• WORK TO BE COMPLETED:
All that is needed is the line containing "pub fn overflowing(&self)" together with each line after it, transcribed exactly to the end of the records.

• Collected data entries:
────────────────────

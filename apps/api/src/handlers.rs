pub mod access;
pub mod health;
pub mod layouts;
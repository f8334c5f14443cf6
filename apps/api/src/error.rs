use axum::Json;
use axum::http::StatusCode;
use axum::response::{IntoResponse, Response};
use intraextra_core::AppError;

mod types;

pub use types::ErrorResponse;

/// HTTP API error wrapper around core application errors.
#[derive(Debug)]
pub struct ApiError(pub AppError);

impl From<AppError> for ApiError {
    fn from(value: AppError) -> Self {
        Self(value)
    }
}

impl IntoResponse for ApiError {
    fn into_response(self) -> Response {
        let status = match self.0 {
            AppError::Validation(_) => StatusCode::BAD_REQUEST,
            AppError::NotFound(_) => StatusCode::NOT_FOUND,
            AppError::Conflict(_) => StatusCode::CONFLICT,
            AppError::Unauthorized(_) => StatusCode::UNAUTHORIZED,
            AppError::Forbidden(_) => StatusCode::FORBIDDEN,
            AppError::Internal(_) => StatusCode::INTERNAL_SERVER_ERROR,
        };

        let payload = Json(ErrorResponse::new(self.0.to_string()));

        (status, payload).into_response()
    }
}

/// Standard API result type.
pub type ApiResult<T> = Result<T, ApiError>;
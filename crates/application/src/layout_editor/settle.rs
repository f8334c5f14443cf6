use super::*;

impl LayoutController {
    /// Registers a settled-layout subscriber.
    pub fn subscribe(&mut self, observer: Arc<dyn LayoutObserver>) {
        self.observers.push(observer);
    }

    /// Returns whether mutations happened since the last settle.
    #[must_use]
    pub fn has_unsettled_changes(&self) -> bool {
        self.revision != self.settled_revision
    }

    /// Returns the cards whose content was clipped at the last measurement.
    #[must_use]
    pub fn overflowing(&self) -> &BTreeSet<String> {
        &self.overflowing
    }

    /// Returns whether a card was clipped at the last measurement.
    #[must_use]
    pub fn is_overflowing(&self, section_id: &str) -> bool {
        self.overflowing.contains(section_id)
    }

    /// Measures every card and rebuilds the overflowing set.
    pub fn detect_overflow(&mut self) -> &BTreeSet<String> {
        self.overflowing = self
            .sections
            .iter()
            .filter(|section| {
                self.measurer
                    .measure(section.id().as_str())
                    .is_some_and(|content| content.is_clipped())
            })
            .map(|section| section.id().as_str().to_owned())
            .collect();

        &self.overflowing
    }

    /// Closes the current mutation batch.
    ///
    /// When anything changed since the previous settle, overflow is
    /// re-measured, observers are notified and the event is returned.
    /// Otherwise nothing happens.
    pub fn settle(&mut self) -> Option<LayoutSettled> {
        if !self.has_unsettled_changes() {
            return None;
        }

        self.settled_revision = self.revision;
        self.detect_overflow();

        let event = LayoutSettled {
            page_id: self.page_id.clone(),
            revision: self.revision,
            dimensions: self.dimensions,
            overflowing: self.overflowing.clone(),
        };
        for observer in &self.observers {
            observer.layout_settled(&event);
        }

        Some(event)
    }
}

────────────────────

• TASK ANSWER:
    pub fn overflowing(&self) -> &BTreeSet<String> {
        &self.overflowing
    }

    /// Returns whether a card was clipped at the last measurement.
    #[must_use]
    pub fn is_overflowing(&self, section_id: &str) -> bool {
        self.overflowing.contains(section_id)
    }

    /// Measures every card and rebuilds the overflowing set.
    pub fn detect_overflow(&mut self) -> &BTreeSet<String> {
        self.overflowing = self
            .sections
            .iter()
            .filter(|section| {
                self.measurer
                    .measure(section.id().as_str())
                    .is_some_and(|content| content.is_clipped())
            })
            .map(|section| section.id().as_str().to_owned())
            .collect();

        &self.overflowing
    }

    /// Closes the current mutation batch.
    ///
    /// When anything changed since the previous settle, overflow is
    /// re-measured, observers are notified and the event is returned.
    /// Otherwise nothing happens.
    pub fn settle(&mut self) -> Option<LayoutSettled> {
        if !self.has_unsettled_changes() {
            return None;
        }

        self.settled_revision = self.revision;
        self.detect_overflow();

        let event = LayoutSettled {
            page_id: self.page_id.clone(),
            revision: self.revision,
            dimensions: self.dimensions,
            overflowing: self.overflowing.clone(),
        };
        for observer in &self.observers {
            observer.layout_settled(&event);
        }

        Some(event)
    }
}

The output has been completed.